■ **The task**: Could you copy each line of the entries that contains "impl"?

■ **Study material**:
* * * * *
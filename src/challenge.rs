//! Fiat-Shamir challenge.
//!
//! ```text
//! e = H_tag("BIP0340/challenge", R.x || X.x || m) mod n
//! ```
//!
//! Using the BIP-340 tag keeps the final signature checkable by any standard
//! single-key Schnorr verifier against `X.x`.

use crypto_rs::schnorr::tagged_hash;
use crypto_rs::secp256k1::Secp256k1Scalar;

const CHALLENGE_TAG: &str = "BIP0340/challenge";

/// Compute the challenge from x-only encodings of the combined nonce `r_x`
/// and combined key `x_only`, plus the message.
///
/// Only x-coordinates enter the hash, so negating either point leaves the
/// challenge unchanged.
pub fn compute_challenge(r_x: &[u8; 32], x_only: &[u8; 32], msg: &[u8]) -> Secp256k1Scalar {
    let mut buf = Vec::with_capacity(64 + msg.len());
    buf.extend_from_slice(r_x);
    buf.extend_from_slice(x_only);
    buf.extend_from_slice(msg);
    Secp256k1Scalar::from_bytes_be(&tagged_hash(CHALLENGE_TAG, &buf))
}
* * * * *
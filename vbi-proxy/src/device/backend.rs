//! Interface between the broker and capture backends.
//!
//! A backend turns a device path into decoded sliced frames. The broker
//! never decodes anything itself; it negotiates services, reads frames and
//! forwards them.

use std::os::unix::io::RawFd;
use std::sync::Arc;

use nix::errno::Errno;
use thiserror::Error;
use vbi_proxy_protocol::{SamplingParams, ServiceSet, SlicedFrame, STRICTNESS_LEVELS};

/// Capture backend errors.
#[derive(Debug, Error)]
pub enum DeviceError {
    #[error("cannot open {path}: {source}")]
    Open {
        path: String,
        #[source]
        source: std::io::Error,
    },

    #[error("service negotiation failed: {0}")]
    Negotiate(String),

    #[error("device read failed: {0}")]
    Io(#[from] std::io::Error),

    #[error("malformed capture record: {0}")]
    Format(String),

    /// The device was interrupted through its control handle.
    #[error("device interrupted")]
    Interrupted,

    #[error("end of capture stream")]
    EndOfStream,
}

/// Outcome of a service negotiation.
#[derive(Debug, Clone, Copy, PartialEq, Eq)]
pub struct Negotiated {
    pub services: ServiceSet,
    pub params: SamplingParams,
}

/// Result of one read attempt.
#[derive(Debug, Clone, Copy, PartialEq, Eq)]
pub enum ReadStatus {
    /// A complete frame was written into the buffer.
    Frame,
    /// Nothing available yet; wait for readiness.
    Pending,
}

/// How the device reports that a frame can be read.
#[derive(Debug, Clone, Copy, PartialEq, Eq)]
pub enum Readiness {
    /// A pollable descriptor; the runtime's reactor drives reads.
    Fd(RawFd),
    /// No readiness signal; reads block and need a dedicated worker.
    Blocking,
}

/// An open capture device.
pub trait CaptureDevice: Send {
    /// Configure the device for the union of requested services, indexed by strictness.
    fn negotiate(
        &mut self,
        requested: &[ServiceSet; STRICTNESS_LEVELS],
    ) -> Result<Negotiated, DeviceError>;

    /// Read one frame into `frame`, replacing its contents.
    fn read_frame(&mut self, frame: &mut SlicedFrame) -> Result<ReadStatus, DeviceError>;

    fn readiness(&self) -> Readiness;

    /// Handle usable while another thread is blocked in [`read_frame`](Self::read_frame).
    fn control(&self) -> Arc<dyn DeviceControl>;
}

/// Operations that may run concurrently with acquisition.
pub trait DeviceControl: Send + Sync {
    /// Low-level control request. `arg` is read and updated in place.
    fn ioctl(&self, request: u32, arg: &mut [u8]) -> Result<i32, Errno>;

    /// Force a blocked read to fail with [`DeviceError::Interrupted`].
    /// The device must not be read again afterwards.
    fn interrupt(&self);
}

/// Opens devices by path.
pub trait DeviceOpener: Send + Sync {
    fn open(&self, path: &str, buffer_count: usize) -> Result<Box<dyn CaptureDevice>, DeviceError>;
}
* * * * *
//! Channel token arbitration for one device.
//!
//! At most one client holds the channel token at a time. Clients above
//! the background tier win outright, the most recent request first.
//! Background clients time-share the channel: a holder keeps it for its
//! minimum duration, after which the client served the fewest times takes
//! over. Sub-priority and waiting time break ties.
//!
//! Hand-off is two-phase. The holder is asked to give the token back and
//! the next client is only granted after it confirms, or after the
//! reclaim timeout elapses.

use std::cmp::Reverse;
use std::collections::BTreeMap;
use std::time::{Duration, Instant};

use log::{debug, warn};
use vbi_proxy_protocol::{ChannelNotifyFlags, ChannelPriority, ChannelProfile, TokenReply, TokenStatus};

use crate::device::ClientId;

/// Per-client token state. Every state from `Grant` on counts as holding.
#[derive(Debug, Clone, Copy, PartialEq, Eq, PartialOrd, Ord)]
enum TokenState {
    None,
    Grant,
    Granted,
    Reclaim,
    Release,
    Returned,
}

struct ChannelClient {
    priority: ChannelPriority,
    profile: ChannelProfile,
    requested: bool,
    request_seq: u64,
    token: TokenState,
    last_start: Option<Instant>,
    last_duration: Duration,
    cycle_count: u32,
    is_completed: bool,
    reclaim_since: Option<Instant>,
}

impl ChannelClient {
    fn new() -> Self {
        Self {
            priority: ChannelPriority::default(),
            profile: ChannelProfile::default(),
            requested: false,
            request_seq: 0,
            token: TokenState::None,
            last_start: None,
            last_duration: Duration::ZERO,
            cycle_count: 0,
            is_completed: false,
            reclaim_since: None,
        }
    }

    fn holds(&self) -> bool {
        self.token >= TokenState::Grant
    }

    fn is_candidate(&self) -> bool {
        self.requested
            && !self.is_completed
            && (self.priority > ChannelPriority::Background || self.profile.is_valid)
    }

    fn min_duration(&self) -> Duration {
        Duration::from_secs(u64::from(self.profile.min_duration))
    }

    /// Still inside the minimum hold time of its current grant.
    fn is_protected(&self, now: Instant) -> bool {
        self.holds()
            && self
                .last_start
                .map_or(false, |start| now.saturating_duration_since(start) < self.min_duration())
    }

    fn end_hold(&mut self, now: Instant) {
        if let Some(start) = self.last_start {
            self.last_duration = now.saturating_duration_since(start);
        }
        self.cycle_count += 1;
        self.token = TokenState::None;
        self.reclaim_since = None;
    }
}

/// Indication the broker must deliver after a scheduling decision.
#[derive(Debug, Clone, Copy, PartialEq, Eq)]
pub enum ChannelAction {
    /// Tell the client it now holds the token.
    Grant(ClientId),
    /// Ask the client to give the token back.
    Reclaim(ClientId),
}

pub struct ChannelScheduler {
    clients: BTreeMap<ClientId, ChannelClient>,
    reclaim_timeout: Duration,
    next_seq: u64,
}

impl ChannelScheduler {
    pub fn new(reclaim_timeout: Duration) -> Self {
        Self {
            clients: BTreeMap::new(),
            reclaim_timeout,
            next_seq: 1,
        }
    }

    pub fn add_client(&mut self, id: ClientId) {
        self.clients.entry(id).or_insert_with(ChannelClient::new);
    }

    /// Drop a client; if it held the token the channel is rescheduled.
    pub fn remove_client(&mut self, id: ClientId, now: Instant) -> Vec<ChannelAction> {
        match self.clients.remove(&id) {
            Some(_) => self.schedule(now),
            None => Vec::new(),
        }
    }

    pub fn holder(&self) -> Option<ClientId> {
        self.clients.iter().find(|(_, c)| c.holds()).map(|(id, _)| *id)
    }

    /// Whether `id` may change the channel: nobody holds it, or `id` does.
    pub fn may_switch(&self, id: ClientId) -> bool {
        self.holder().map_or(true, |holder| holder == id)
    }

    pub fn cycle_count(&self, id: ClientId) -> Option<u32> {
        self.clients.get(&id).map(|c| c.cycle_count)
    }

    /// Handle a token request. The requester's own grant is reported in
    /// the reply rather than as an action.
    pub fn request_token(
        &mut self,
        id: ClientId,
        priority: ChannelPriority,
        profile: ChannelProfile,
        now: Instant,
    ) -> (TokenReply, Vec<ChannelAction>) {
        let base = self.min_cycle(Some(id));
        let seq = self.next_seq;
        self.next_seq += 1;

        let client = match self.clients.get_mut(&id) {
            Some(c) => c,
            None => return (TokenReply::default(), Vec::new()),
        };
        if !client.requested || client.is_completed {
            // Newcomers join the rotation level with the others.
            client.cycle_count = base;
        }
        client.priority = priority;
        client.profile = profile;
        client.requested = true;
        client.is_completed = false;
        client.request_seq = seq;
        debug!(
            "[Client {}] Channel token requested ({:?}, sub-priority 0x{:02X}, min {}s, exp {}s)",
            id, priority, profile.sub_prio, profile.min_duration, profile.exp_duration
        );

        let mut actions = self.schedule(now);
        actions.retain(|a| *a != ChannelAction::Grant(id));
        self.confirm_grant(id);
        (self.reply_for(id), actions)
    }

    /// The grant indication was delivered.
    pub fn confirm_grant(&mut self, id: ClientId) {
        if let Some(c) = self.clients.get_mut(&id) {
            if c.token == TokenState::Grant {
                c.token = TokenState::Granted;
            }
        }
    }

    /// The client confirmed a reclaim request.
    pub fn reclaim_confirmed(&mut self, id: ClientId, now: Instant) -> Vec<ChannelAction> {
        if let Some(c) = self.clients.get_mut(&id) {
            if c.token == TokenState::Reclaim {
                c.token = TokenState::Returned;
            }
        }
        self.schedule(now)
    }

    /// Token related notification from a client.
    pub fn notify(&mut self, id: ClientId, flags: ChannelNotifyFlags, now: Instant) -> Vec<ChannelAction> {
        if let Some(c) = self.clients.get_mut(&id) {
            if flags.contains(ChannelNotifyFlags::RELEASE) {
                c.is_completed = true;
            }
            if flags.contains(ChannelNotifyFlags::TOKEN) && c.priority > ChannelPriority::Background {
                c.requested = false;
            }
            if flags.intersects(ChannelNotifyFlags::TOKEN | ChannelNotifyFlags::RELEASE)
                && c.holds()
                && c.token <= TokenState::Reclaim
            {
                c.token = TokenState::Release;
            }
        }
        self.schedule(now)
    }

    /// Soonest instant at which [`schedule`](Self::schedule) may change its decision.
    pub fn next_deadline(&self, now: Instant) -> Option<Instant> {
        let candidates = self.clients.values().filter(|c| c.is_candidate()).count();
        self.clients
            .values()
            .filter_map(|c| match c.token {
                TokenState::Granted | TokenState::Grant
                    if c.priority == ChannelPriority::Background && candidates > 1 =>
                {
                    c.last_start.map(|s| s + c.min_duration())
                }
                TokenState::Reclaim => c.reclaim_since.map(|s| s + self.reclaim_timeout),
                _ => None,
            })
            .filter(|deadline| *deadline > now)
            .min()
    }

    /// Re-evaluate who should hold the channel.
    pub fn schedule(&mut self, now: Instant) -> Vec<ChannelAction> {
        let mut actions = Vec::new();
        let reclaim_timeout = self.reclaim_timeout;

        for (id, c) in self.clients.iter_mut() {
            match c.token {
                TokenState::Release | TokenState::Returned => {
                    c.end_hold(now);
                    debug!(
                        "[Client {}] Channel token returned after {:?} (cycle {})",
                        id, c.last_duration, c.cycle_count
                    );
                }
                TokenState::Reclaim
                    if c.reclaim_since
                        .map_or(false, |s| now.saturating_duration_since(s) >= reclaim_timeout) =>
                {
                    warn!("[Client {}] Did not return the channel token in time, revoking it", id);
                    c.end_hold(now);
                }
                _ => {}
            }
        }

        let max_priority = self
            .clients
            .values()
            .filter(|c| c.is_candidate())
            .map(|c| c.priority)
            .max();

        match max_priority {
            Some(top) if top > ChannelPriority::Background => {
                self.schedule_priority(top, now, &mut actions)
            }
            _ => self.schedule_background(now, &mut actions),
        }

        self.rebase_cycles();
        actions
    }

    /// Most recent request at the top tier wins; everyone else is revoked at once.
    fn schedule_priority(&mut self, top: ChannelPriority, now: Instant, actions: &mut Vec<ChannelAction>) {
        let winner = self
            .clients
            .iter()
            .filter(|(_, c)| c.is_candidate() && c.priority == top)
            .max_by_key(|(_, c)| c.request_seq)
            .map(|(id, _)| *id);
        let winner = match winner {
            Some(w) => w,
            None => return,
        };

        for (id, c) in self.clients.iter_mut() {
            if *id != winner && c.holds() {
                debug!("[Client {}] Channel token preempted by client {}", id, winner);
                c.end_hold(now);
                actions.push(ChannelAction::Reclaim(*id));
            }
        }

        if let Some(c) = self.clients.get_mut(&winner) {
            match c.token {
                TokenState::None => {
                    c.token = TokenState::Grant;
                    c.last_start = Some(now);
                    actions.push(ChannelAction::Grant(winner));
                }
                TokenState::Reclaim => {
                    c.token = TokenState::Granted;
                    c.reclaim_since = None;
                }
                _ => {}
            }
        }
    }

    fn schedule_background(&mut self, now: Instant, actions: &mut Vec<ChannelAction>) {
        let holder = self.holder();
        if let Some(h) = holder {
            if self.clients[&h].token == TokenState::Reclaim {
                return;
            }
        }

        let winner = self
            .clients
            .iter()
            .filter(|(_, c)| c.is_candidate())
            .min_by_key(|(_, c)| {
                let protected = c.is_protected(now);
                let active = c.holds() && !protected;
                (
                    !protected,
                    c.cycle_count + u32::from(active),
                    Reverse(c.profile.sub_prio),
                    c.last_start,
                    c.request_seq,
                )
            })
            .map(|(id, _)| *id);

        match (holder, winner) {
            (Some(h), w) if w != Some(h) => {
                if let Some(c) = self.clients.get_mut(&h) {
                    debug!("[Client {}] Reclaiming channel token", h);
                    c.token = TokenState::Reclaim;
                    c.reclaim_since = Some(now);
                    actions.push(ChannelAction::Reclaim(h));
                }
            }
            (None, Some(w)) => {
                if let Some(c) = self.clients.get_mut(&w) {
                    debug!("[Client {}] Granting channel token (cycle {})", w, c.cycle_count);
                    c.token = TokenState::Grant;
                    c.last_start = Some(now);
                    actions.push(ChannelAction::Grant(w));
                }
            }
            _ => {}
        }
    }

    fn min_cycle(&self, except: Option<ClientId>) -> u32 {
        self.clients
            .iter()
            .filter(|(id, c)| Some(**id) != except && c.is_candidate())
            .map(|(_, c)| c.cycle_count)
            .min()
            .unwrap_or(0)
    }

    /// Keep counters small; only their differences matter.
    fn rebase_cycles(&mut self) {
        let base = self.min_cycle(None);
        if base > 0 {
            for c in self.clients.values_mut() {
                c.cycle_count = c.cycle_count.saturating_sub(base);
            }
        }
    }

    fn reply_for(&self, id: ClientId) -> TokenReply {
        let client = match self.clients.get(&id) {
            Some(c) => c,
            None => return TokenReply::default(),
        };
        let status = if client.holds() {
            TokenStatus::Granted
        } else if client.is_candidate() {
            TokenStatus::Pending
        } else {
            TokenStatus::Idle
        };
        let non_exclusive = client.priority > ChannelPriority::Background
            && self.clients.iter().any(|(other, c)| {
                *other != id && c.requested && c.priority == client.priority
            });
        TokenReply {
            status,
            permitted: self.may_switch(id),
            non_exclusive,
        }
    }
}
* * * * *
■ **Task response**:
impl ChannelClient {
impl ChannelScheduler {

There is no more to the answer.